Важнейшей особенностью ВЦИОМа, а затем Левада-Центра стало сочетание двух направлений работы, которые в социальных исследованиях на Западе давно и, видимо, бесповоротно разошлись. Там есть собственно социология, чей академический статус и сложившийся образ мира время от времени пытаются поколебать одинокие инсургенты «слева» — и эмпирические зондажи общественного мнения. Это регулярное, мягкое слежение за более и менее устойчивым состоянием современных обществ с академическими штудиями не связано. Идет оно по собственным технологическим стандартам и корпоративным нормам. Это своего рода сверка часов. Она становится нужнее в моменты запрограммированных изменений вроде выборов, вокруг принятия важных для всей страны правительственных решений или, напротив, после внезапных катастрофических опять же для всей нации событий (скажем, 11 сентября в США).
Совершенно иная ситуация в постсоветском социуме (общество здесь, строго говоря, еще не сложилось). Он во многом остался мобилизационным, в нем отношения между центром и периферией, властью и массой складываются принципиально иначе, нежели в развитых современных обществах Запада. Советская модель этих отношений построена на жестком противопоставлении и репрессивном контроле властного центра над всеми формами коллективной жизни. Сейчас эта модель находится в состоянии общего, резко выраженного и практически неуправляемого распада, перерождений, новообразований (в медицинском смысле слова). В этих условиях рейтинги первых лиц и линейные распределения ответов на стандартизированные вопросы конечно же не венец, а лишь начало собственно исследовательской работы. Необходимо реконструировать и понять ориентиры и мотивы опрошенных людей, групповые и институциональные рамки их деятельности, социальные процессы, определяющие их пристрастии и антипатии, надежды и страхи, ответы и умолчания. Без подобной систематической рефлексии и теоретической работы графики остаются всего лишь витринным муляжом проведенной работы, эпигонской, внутреннее зависимой попыткой показать, что и у нас «все, как у больших».
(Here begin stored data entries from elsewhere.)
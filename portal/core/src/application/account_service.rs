// Copyright (c) 2026 Accord Digital
// SPDX-License-Identifier: AGPL-3.0
//! Resolves identity claims from the facade and submits completed wizard
//! outcomes back to it. Holds no state of its own; the session carries the
//! partial form data until the final submission.

use std::sync::Arc;

use tracing::{debug, info};
use uuid::Uuid;

use crate::domain::permission::{derive_permission, PermissionType};
use crate::domain::session::{PermissionManagementSessionItem, UserData};
use crate::infrastructure::facade::types::{
    InvitationRequest, NominationRequest, OrganisationNameUpdate,
};
use crate::infrastructure::facade::{FacadeError, FacadeService};

/// Inputs the declaration step must have accumulated before a nomination can be
/// submitted.
#[derive(Debug, thiserror::Error)]
pub enum NominationError {
    #[error("no relationship with the organisation was recorded")]
    MissingRelationship,
    #[error("no nominee declaration full name was recorded")]
    MissingDeclaration,
    #[error(transparent)]
    Facade(#[from] FacadeError),
}

#[derive(Clone)]
pub struct AccountService {
    facade: Arc<dyn FacadeService>,
}

impl AccountService {
    pub fn new(facade: Arc<dyn FacadeService>) -> Self {
        Self { facade }
    }

    /// Build the [`UserData`] claims snapshot for an authenticated subject.
    ///
    /// Returns `None` when the subject has no facade account at all; a user
    /// whose enrolments confer no permission still gets a snapshot, with
    /// `permission: None`.
    pub async fn resolve_user_data(
        &self,
        subject_email: &str,
    ) -> Result<Option<(UserData, bool)>, FacadeError> {
        let Some(account) = self.facade.get_user_account(subject_email).await? else {
            debug!(subject = %subject_email, "no facade account for subject");
            return Ok(None);
        };

        let organisation = account.organisations.first();
        let derived = organisation.and_then(|org| {
            derive_permission(org.person_id, org.person_role, &org.enrolments)
        });

        let user_data = UserData {
            id: account.id,
            person_id: organisation.map(|org| org.person_id).unwrap_or(account.id),
            first_name: account.first_name,
            last_name: account.last_name,
            email: account.email,
            organisation_id: organisation.map(|org| org.id),
            organisation_name: organisation.map(|org| org.name.clone()),
            permission: derived.map(|(permission, _)| permission),
        };
        let is_compliance_scheme = organisation.map(|org| org.is_compliance_scheme).unwrap_or(false);

        Ok(Some((user_data, is_compliance_scheme)))
    }

    pub async fn invite_team_member(
        &self,
        organisation_id: Uuid,
        inviting_person_id: Uuid,
        email: &str,
        permission: PermissionType,
    ) -> Result<(), FacadeError> {
        let request = InvitationRequest {
            invited_user_email: email.to_string(),
            permission,
            inviting_person_id,
        };
        self.facade.send_invitation(organisation_id, &request).await?;
        info!(%organisation_id, "team member invitation submitted");
        Ok(())
    }

    pub async fn remove_team_member(
        &self,
        organisation_id: Uuid,
        person_id: Uuid,
    ) -> Result<(), FacadeError> {
        self.facade
            .remove_team_member(organisation_id, person_id)
            .await?;
        info!(%organisation_id, %person_id, "team member removed");
        Ok(())
    }

    pub async fn update_permission_level(
        &self,
        organisation_id: Uuid,
        person_id: Uuid,
        permission: PermissionType,
    ) -> Result<(), FacadeError> {
        self.facade
            .update_permission_level(organisation_id, person_id, permission)
            .await?;
        info!(%organisation_id, %person_id, %permission, "permission level updated");
        Ok(())
    }

    /// Submit the accumulated delegation wizard answers as a nomination.
    pub async fn nominate_delegated_person(
        &self,
        organisation_id: Uuid,
        item: &PermissionManagementSessionItem,
    ) -> Result<(), NominationError> {
        let relationship = item
            .relationship
            .ok_or(NominationError::MissingRelationship)?;
        let nominee_full_name = item
            .nominee_full_name
            .clone()
            .ok_or(NominationError::MissingDeclaration)?;

        let request = NominationRequest {
            relationship,
            job_title: item.job_title.clone(),
            consultancy_name: item.consultancy_name.clone(),
            compliance_scheme_name: item.compliance_scheme_name.clone(),
            nominee_full_name,
        };
        self.facade
            .nominate_delegated_person(organisation_id, item.id, &request)
            .await?;
        info!(%organisation_id, person_id = %item.id, "delegated person nominated");
        Ok(())
    }

    pub async fn update_organisation_name(
        &self,
        organisation_id: Uuid,
        name: &str,
        company_number: &str,
    ) -> Result<(), FacadeError> {
        let update = OrganisationNameUpdate {
            name: name.to_string(),
            company_number: company_number.to_string(),
        };
        self.facade
            .update_organisation_name(organisation_id, &update)
            .await?;
        info!(%organisation_id, "organisation name updated");
        Ok(())
    }
}
// Copyright (c) 2026 Accord Digital
// SPDX-License-Identifier: AGPL-3.0
//! Organisation-name change backed by companies-house lookups: search for the
//! company number, confirm the registered details, submit the new name.
//!
//! This flow guards its confirm step on the looked-up company being present in
//! the session rather than through the journey-access middleware; the sub-flow
//! has only one gate and the company snapshot is the state that matters.

use std::sync::Arc;

use axum::extract::State;
use axum::response::{IntoResponse, Json, Redirect, Response};
use axum::{Extension, Form};
use serde::{Deserialize, Serialize};

use crate::application::session_manager::JourneySessions;
use crate::domain::session::CompanySnapshot;
use crate::presentation::error::AppError;
use crate::presentation::forms::{required_company_number, validation_failed, FieldError};
use crate::presentation::pages::companies_house::*;
use crate::presentation::pages::{companies_house_url, manage_account_url};
use crate::presentation::AppState;

#[derive(Debug, Serialize)]
#[serde(rename_all = "camelCase")]
pub struct SearchViewModel {
    pub company_number: Option<String>,
}

pub async fn search(
    Extension(sessions): Extension<Arc<JourneySessions>>,
) -> Result<Response, AppError> {
    let session = sessions
        .update_session(|s| {
            s.companies_house.journey.reset();
            s.companies_house.journey.visit(SEARCH);
        })
        .await?;
    Ok(Json(SearchViewModel {
        company_number: session
            .companies_house
            .company
            .map(|company| company.company_number),
    })
    .into_response())
}

#[derive(Debug, Deserialize)]
pub struct SearchForm {
    #[serde(default)]
    pub company_number: String,
}

pub async fn submit_search(
    Extension(sessions): Extension<Arc<JourneySessions>>,
    State(state): State<Arc<AppState>>,
    Form(form): Form<SearchForm>,
) -> Result<Response, AppError> {
    let mut errors = Vec::new();
    let company_number = required_company_number("companyNumber", &form.company_number, &mut errors);
    if !errors.is_empty() {
        return Ok(validation_failed(errors));
    }

    // 404 from the facade is the expected "no such company" outcome.
    let Some(company) = state.facade.lookup_company(&company_number).await? else {
        return Ok(validation_failed(vec![FieldError::new(
            "companyNumber",
            "No company found for that registration number",
        )]));
    };

    let snapshot = CompanySnapshot {
        name: company.name,
        company_number: company.company_number,
        address_lines: company.registered_office.lines(),
    };
    sessions
        .update_session(|s| {
            s.companies_house.company = Some(snapshot);
            s.companies_house.journey.visit(SEARCH);
            s.companies_house.journey.visit(CONFIRM);
        })
        .await?;
    Ok(Redirect::to(&companies_house_url(CONFIRM)).into_response())
}

#[derive(Debug, Serialize)]
#[serde(rename_all = "camelCase")]
pub struct ConfirmViewModel {
    pub company: CompanySnapshot,
}

pub async fn confirm(
    Extension(sessions): Extension<Arc<JourneySessions>>,
) -> Result<Response, AppError> {
    let session = sessions.get_session().await?.unwrap_or_default();
    let Some(company) = session.companies_house.company else {
        return Ok(Redirect::to(&companies_house_url(SEARCH)).into_response());
    };
    Ok(Json(ConfirmViewModel { company }).into_response())
}

/// Apply the looked-up registered name to the organisation.
pub async fn submit_confirm(
    Extension(sessions): Extension<Arc<JourneySessions>>,
    State(state): State<Arc<AppState>>,
) -> Result<Response, AppError> {
    let session = sessions.get_session().await?.unwrap_or_default();
    let Some(company) = session.companies_house.company else {
        return Ok(Redirect::to(&companies_house_url(SEARCH)).into_response());
    };
    let Some(organisation_id) = session
        .user_data
        .as_ref()
        .and_then(|user| user.organisation_id)
    else {
        return Ok(Redirect::to(&manage_account_url(
            crate::presentation::pages::manage_account::MANAGE,
        ))
        .into_response());
    };

    state
        .accounts
        .update_organisation_name(organisation_id, &company.name, &company.company_number)
        .await?;

    sessions
        .update_session(|s| {
            if let Some(user) = s.user_data.as_mut() {
                user.organisation_name = Some(company.name.clone());
            }
            s.companies_house = Default::default();
        })
        .await?;
    Ok(Redirect::to(&manage_account_url(
        crate::presentation::pages::manage_account::MANAGE,
    ))
    .into_response())
}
Повседневное и систематическое сочетание двух этих планов исследовательской практики при поддержании их достойного профессионального уровня — вот тот тип социологической работы, который был предложен Левада-Центром, задан его руководителем. Важно еще одно: эта идея, нестандартная, новаторская и сама по себе, была реально воплощена в структуре отделов Центра, в общей конструкции нашего журнала «Мониторинг общественного мнения», а доводить идеи до практического завершения всегда было жизненным принципом Левады. Большой массив таблиц и графиков соединяется в «Мониторинге» (сегодня — «Вестнике») с несколькими крупными концептуальными разработками по проблемам экономики, политики, культуры нынешнего российского социума. Более чем в шестидесяти из восьмидесяти пяти вышедших на нынешний день номеров журнала первой среди этих проблемных статей стояла статья Юрия Левады.
Почти все опубликованное на страницах журнала было сведено автором в два объемистых сборника: «От мнений к пониманию. Социологические очерки 1993—2000» (2000 г.) и «Ищем человека. Социологические очерки 2000—2005» (вышел в 2006-м, за два с половиной месяца до кончины Юрия Александровича). Несколько моментов в этих книгах кажутся мне ключевыми и сквозными для Левады как исследователя.
Это сознание кризиса социальных и ментальных структур советского общества. На подобном геологическом изломе обнажаются скрытые пласты и породы; Левада стремился их увидеть и концептуально зафиксировать. Отсюда же исследовательский интерес Левады к атипичным ситуациям и процессам привыкания к ним, обживания их, рутинизации чрезвычайного (так он описывал, в частности, реакцию Америки и мирового общественного мнения на 11 сентября и затихание катастрофических ожиданий на протяжении года; в этом же ключе он реконструировал устройство и функции «русского долготерпения»).
Это проблематика элиты и массы, особенности массовых действий и настроений именно как массовых, то есть не просто объединяющих большое количество людей, но проявляющих в таком состоянии новые качества, не сводимые к индивидуальным особенностям и групповым свойствам. Леваду особенно интересовал сложный, многоуровневый феномен доверия, который соединяет разные группы и институты социума, связывает образ и поведение элит с ожиданиями и стереотипами массы.